TASK REQUIREMENTS.
Scan the records for "HeaderError" and copy each line that contains it.

Stored items.
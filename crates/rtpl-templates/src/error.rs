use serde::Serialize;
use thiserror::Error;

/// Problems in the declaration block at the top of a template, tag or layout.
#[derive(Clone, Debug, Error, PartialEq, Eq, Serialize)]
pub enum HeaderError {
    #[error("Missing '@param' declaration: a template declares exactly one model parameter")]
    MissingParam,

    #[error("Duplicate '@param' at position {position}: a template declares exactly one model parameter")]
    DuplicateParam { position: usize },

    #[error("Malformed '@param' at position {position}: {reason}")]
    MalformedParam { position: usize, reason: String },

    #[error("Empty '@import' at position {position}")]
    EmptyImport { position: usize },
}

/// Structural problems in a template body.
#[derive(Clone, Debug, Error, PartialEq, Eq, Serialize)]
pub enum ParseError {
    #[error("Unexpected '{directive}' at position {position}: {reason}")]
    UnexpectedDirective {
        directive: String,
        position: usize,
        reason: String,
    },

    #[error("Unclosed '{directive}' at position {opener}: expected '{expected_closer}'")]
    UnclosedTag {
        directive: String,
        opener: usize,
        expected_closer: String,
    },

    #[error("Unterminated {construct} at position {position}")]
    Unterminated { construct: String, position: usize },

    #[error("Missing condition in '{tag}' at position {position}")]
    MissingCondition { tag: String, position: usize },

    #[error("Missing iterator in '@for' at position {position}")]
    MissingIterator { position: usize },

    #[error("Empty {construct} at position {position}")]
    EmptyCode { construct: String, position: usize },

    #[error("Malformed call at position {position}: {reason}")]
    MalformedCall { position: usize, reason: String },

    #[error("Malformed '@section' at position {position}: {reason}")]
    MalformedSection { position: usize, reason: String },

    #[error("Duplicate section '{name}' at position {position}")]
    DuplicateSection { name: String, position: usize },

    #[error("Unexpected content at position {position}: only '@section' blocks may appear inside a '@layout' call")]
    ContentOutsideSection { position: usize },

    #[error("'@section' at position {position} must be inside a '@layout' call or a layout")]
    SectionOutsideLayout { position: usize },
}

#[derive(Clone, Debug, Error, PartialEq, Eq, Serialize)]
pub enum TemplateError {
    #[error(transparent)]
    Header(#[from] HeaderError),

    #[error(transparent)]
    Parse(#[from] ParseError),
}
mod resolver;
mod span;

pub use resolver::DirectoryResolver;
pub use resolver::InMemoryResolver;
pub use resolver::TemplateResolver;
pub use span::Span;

RESULT FOR THIS TASK.
pub enum HeaderError {
    Header(#[from] HeaderError),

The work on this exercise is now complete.